Add to this a long standing bug in Nginx and its suggested workaround and you get this Magic Copypasta:

    set $dest $http_destination;
    if ($http_destination ~ "^https://(?<myvar>(.+))") {
       set $dest http://$myvar;
    }
    proxy_set_header Destination $dest;

It looks ugly, but its a workaround for a bug after all.

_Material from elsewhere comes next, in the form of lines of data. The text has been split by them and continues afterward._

impl SectionSummary {
    fn of<T, S>(store: &Arc<Store<S>>) -> Self
    where
        S: Source<Output = Vec<T>>,
    {
        let state = store.snapshot();
        Self {
            count: state.data.len(),
            loading: state.loading,
            error: state.error,
        }
    }
}

#[derive(Debug, Clone, PartialEq, Serialize)]
pub struct Dashboard {
    pub projects: SectionSummary,
    pub testimonials: SectionSummary,
    pub talks: SectionSummary,
    pub settings_error: Option<String>,
    pub users: usize,
}

// ============================================================================
// Forms
// ============================================================================

/// Comma-separated input to a trimmed list without empty entries.
pub fn split_list(input: &str) -> Vec<String> {
    input
        .split(',')
        .map(str::trim)
        .filter(|s| !s.is_empty())
        .map(str::to_string)
        .collect()
}

/// Blank input means the field is absent.
fn optional(input: &str) -> Option<String> {
    let trimmed = input.trim();
    (!trimmed.is_empty()).then(|| trimmed.to_string())
}

fn required(input: &str, field: &str) -> Result<String, AdminError> {
    optional(input).ok_or_else(|| AdminError::Invalid(format!("{} is required", field)))
}

#[derive(Debug, Clone, Default, PartialEq, Serialize, Deserialize)]
#[serde(default)]
pub struct ProjectForm {
    pub title: String,
    pub description: String,
    pub tech: String,
    pub image_url: String,
}

impl ProjectForm {
    pub fn from_record(project: &Project) -> Self {
        Self {
            title: project.title.clone(),
            description: project.description.clone(),
            tech: project.tech.join(", "),
            image_url: project.image_url.clone().unwrap_or_default(),
        }
    }

    fn to_new(&self) -> Result<NewProject, AdminError> {
        Ok(NewProject {
            title: required(&self.title, "Title")?,
            description: required(&self.description, "Description")?,
            tech: split_list(&self.tech),
            image_url: optional(&self.image_url),
        })
    }

    fn to_patch(&self) -> Result<ProjectPatch, AdminError> {
        let new = self.to_new()?;
        Ok(ProjectPatch {
            title: Some(new.title),
            description: Some(new.description),
            tech: Some(new.tech),
            image_url: Some(new.image_url),
        })
    }
}

#[derive(Debug, Clone, Default, PartialEq, Serialize, Deserialize)]
#[serde(default)]
pub struct TestimonialForm {
    pub name: String,
    pub role: String,
    pub text: String,
    pub avatar_url: String,
}

impl TestimonialForm {
    pub fn from_record(testimonial: &Testimonial) -> Self {
        Self {
            name: testimonial.name.clone(),
            role: testimonial.role.clone(),
            text: testimonial.text.clone(),
            avatar_url: testimonial.avatar_url.clone().unwrap_or_default(),
        }
    }

    fn to_new(&self) -> Result<NewTestimonial, AdminError> {
        Ok(NewTestimonial {
            name: required(&self.name, "Name")?,
            role: self.role.trim().to_string(),
            text: required(&self.text, "Text")?,
            avatar_url: optional(&self.avatar_url),
        })
    }

    fn to_patch(&self) -> Result<TestimonialPatch, AdminError> {
        let new = self.to_new()?;
        Ok(TestimonialPatch {
            name: Some(new.name),
            role: Some(new.role),
            text: Some(new.text),
            avatar_url: Some(new.avatar_url),
        })
    }
}

#[derive(Debug, Clone, Default, PartialEq, Serialize, Deserialize)]
#[serde(default)]
pub struct TalkForm {
    pub title: String,
    pub description: String,
    pub tags: String,
    pub image_url: String,
}

impl TalkForm {
    pub fn from_record(talk: &Talk) -> Self {
        Self {
            title: talk.title.clone(),
            description: talk.description.clone(),
            tags: talk.tags.join(", "),
            image_url: talk.image_url.clone().unwrap_or_default(),
        }
    }

    fn to_new(&self) -> Result<NewTalk, AdminError> {
        Ok(NewTalk {
            title: required(&self.title, "Title")?,
            description: required(&self.description, "Description")?,
            tags: split_list(&self.tags),
            image_url: optional(&self.image_url),
        })
    }

    fn to_patch(&self) -> Result<TalkPatch, AdminError> {
        let new = self.to_new()?;
        Ok(TalkPatch {
            title: Some(new.title),
            description: Some(new.description),
            tags: Some(new.tags),
            image_url: Some(new.image_url),
        })
    }
}

/// Omitted or blank text fields keep their stored value; a blank
/// `profile_image_url` clears the picture.
#[derive(Debug, Clone, Default, PartialEq, Serialize, Deserialize)]
#[serde(default)]
pub struct SettingsForm {
    pub site_title: Option<String>,
    pub site_description: Option<String>,
    pub hero_title: Option<String>,
    pub hero_subtitle: Option<String>,
    pub about_text: Option<String>,
    pub skills: Option<String>,
    pub profile_image_url: Option<String>,
}

impl SettingsForm {
    pub fn from_record(settings: &SiteSettings) -> Self {
        Self {
            site_title: Some(settings.site_title.clone()),
            site_description: Some(settings.site_description.clone()),
            hero_title: Some(settings.hero_title.clone()),
            hero_subtitle: Some(settings.hero_subtitle.clone()),
            about_text: Some(settings.about_text.clone()),
            skills: Some(settings.skills.join(", ")),
            profile_image_url: Some(settings.profile_image_url.clone().unwrap_or_default()),
        }
    }

    fn to_patch(&self) -> SiteSettingsPatch {
        let text = |field: &Option<String>| field.as_deref().and_then(optional);
        SiteSettingsPatch {
            site_title: text(&self.site_title),
            site_description: text(&self.site_description),
            hero_title: text(&self.hero_title),
            hero_subtitle: text(&self.hero_subtitle),
            about_text: text(&self.about_text),
            skills: self.skills.as_deref().map(split_list),
            profile_image_url: self.profile_image_url.as_deref().map(optional),
        }
    }
}

// ============================================================================
// Panel
// ============================================================================

pub struct AdminPanel {
    gate: Arc<AuthGate>,
    stores: ContentStores,
    users: Arc<UserDirectory>,
    images: ImageStorage,
    view: Mutex<PanelView>,
}

impl AdminPanel {
    pub fn new(
        gate: Arc<AuthGate>,
        stores: ContentStores,
        users: Arc<UserDirectory>,
        images: ImageStorage,
    ) -> Self {
        Self {
            gate,
            stores,
            users,
            images,
            view: Mutex::new(PanelView::default()),
        }
    }

    pub fn gate(&self) -> &Arc<AuthGate> {
        &self.gate
    }

    pub fn stores(&self) -> &ContentStores {
        &self.stores
    }

    pub fn users(&self) -> &UserDirectory {
        &self.users
    }

    pub fn images(&self) -> &ImageStorage {
        &self.images
    }

    pub fn view(&self) -> PanelView {
        self.lock_view().clone()
    }

    pub fn select_tab(&self, tab: AdminTab) -> PanelView {
        let mut view = self.lock_view();
        view.active_tab = tab;
        view.clone()
    }

    pub fn start_editing(&self, kind: ContentKind, target: EditTarget) -> PanelView {
        let mut view = self.lock_view();
        view.editing.insert(kind, target);
        view.clone()
    }

    pub fn cancel_editing(&self, kind: ContentKind) -> PanelView {
        let mut view = self.lock_view();
        view.editing.remove(&kind);
        view.clone()
    }

    /// The target used when a save does not name one.
    pub fn editing(&self, kind: ContentKind) -> EditTarget {
        self.lock_view()
            .editing
            .get(&kind)
            .copied()
            .unwrap_or(EditTarget::New)
    }

    fn lock_view(&self) -> std::sync::MutexGuard<'_, PanelView> {
        self.view.lock().unwrap_or_else(|e| e.into_inner())
    }

    fn finish_editing(&self, kind: ContentKind) {
        self.lock_view().editing.remove(&kind);
    }

    pub async fn save_project(
        &self,
        target: EditTarget,
        form: &ProjectForm,
    ) -> Result<Project, AdminError> {
        let saved = match target {
            EditTarget::New => self.stores.projects.add(&form.to_new()?).await?,
            EditTarget::Existing(id) => self.stores.projects.update(id, &form.to_patch()?).await?,
        };
        self.finish_editing(ContentKind::Projects);
        Ok(saved)
    }

    pub async fn delete_project(&self, id: i64) -> Result<bool, AdminError> {
        Ok(self.stores.projects.remove(id).await?)
    }

    pub async fn save_testimonial(
        &self,
        target: EditTarget,
        form: &TestimonialForm,
    ) -> Result<Testimonial, AdminError> {
        let saved = match target {
            EditTarget::New => self.stores.testimonials.add(&form.to_new()?).await?,
            EditTarget::Existing(id) => {
                self.stores
                    .testimonials
                    .update(id, &form.to_patch()?)
                    .await?
            }
        };
        self.finish_editing(ContentKind::Testimonials);
        Ok(saved)
    }

    pub async fn delete_testimonial(&self, id: i64) -> Result<bool, AdminError> {
        Ok(self.stores.testimonials.remove(id).await?)
    }

    pub async fn save_talk(&self, target: EditTarget, form: &TalkForm) -> Result<Talk, AdminError> {
        let saved = match target {
            EditTarget::New => self.stores.talks.add(&form.to_new()?).await?,
            EditTarget::Existing(id) => self.stores.talks.update(id, &form.to_patch()?).await?,
        };
        self.finish_editing(ContentKind::Talks);
        Ok(saved)
    }

    pub async fn delete_talk(&self, id: i64) -> Result<bool, AdminError> {
        Ok(self.stores.talks.remove(id).await?)
    }

    pub async fn save_settings(&self, form: &SettingsForm) -> Result<SiteSettings, AdminError> {
        Ok(self.stores.settings.update(&form.to_patch()).await?)
    }

    pub fn dashboard(&self) -> Dashboard {
        let users = match self.users.list() {
            Ok(users) => users.len(),
            Err(e) => {
                tracing::warn!("Could not read local users: {}", e);
                0
            }
        };
        Dashboard {
            projects: SectionSummary::of(&self.stores.projects),
            testimonials: SectionSummary::of(&self.stores.testimonials),
            talks: SectionSummary::of(&self.stores.talks),
            settings_error: self.stores.settings.error(),
            users,
        }
    }

    /// Ends the session and resets the panel.
    pub fn logout(&self) -> Result<SiteView, AdminError> {
        self.gate.logout()?;
        *self.lock_view() = PanelView::default();
        Ok(SiteView::Public)
    }
}
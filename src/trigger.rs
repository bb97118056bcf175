/*!
 * Hidden keyword trigger
 * Watches keystrokes for the admin keyword and decides which modal to open
 */
use chrono::{DateTime, Duration, Utc};
use serde::Serialize;
use std::collections::{HashMap, VecDeque};
use std::sync::Arc;

use crate::auth::clock::{Clock, SystemClock};

pub const KEYWORD: &str = "deviem";

/// Keystrokes further apart than this start a fresh sequence.
pub const INACTIVITY_WINDOW_MS: i64 = 2_000;

/// Upper bound on clients tracked at once.
pub const MAX_TRACKED_CLIENTS: usize = 1_024;

#[derive(Debug, Clone, Copy, PartialEq, Eq, Serialize)]
#[serde(rename_all = "snake_case")]
pub enum TriggerAction {
    None,
    OpenLogin,
    OpenAdminPanel,
}

pub struct KeywordTrigger {
    keyword: Vec<char>,
    buffer: VecDeque<char>,
    last_key_at: Option<DateTime<Utc>>,
    window: Duration,
    clock: Arc<dyn Clock>,
}

impl KeywordTrigger {
    pub fn new(clock: Arc<dyn Clock>) -> Self {
        let keyword: Vec<char> = KEYWORD.chars().collect();
        Self {
            buffer: VecDeque::with_capacity(keyword.len()),
            keyword,
            last_key_at: None,
            window: Duration::milliseconds(INACTIVITY_WINDOW_MS),
            clock,
        }
    }

    /// Feeds one key. Named keys such as `Shift` or `Enter` are ignored.
    /// `authenticated` is whether the typing client holds a live session.
    pub fn press(&mut self, key: &str, authenticated: bool) -> TriggerAction {
        let mut chars = key.chars();
        let (Some(c), None) = (chars.next(), chars.next()) else {
            return TriggerAction::None;
        };

        let now = self.clock.now();
        if self.is_idle(now) {
            self.buffer.clear();
        }
        self.last_key_at = Some(now);

        self.buffer.extend(c.to_lowercase());
        while self.buffer.len() > self.keyword.len() {
            self.buffer.pop_front();
        }

        if !self.buffer.iter().eq(self.keyword.iter()) {
            return TriggerAction::None;
        }

        self.buffer.clear();
        if authenticated {
            tracing::info!("admin keyword entered with a live session");
            TriggerAction::OpenAdminPanel
        } else {
            tracing::info!("admin keyword entered, prompting for login");
            TriggerAction::OpenLogin
        }
    }

    pub fn reset(&mut self) {
        self.buffer.clear();
        self.last_key_at = None;
    }

    /// True when the next key would start a fresh sequence anyway.
    fn is_idle(&self, now: DateTime<Utc>) -> bool {
        self.last_key_at.is_some_and(|last| now - last > self.window)
    }
}

/// One keyword buffer per client, so visitors never share a sequence.
pub struct TriggerRegistry {
    triggers: HashMap<String, KeywordTrigger>,
    capacity: usize,
    clock: Arc<dyn Clock>,
}

impl Default for TriggerRegistry {
    fn default() -> Self {
        Self::new(Arc::new(SystemClock), MAX_TRACKED_CLIENTS)
    }
}

impl TriggerRegistry {
    pub fn new(clock: Arc<dyn Clock>, capacity: usize) -> Self {
        Self {
            triggers: HashMap::new(),
            capacity: capacity.max(1),
            clock,
        }
    }

    pub fn press(&mut self, client: &str, key: &str, authenticated: bool) -> TriggerAction {
        if !self.triggers.contains_key(client) {
            self.make_room();
        }
        let clock = self.clock.clone();
        self.triggers
            .entry(client.to_string())
            .or_insert_with(|| KeywordTrigger::new(clock))
            .press(key, authenticated)
    }

    pub fn len(&self) -> usize {
        self.triggers.len()
    }

    pub fn is_empty(&self) -> bool {
        self.triggers.is_empty()
    }

    /// Drops idle buffers, then the least recently used one if still full.
    fn make_room(&mut self) {
        let now = self.clock.now();
        self.triggers.retain(|_, t| !t.is_idle(now));

        if self.triggers.len() < self.capacity {
            return;
        }
        let oldest = self
            .triggers
            .iter()
            .min_by_key(|(_, t)| t.last_key_at)
            .map(|(client, _)| client.clone());
        if let Some(client) = oldest {
            tracing::debug!(client = %client, "evicting keyword buffer");
            self.triggers.remove(&client);
        }
    }
}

Here’s how it ended up looking like after several iterations. Nginx handles the Basic Authentication. There are some optimizations to use keepalive and reduce the number of localhost connections that may or may not matter in practice.

upstream webdav {
    server 127.0.0.1:8080;
    keepalive 32;
}

server {
    server_name domain.tld;

    root /var/www/html;

    access_log /var/log/nginx/domain.tld;

    client_max_body_size 0;

    location / {
        auth_basic           "Restricted area";
        auth_basic_user_file /etc/nginx/.htpasswd;

    # https://mailman.nginx.org/pipermail/nginx/2007-January/000504.html - fix Destination: header
    # https://trac.nginx.org/nginx/ticket/348 - bug, workaround with named capture
    set $dest $http_destination;
    if ($http_destination ~ "^https://(?<myvar>(.+))") {
       set $dest http://$myvar;
    }
    proxy_set_header Destination       $dest;

    #rewrite /webdav/(.*) /$1 break;
    proxy_pass http://webdav;

    proxy_buffering off;

    # Keep-alive
    proxy_http_version                 1.1;
    proxy_set_header Connection        "";

    # Proxy headers
    proxy_set_header Host              $host;
    proxy_set_header X-Real-IP         $remote_addr;
    proxy_set_header X-Forwarded-For   $proxy_add_x_forwarded_for;
    proxy_set_header X-Forwarded-Proto $scheme;
    proxy_set_header X-Forwarded-Host  $host;
    proxy_set_header X-Forwarded-Port  $server_port;

    # Proxy timeouts between successive read/write operations, not the whole request.
    proxy_connect_timeout              300s;
    proxy_send_timeout                 300s;
    proxy_read_timeout                 300s;

    listen [::]:443 ssl http2;
    listen 443 ssl http2;
    # ... SSL stuff ...
}

Left as an exercise for the reader:

  • Create the .htpasswd file (I used Apache’s htpasswd).
  • Use 308 redirects instead of 301 to redirect http to https (because 301 doesn’t support all the request methods of WebDAV).
  • If needed, include an extra location with “autoindex”.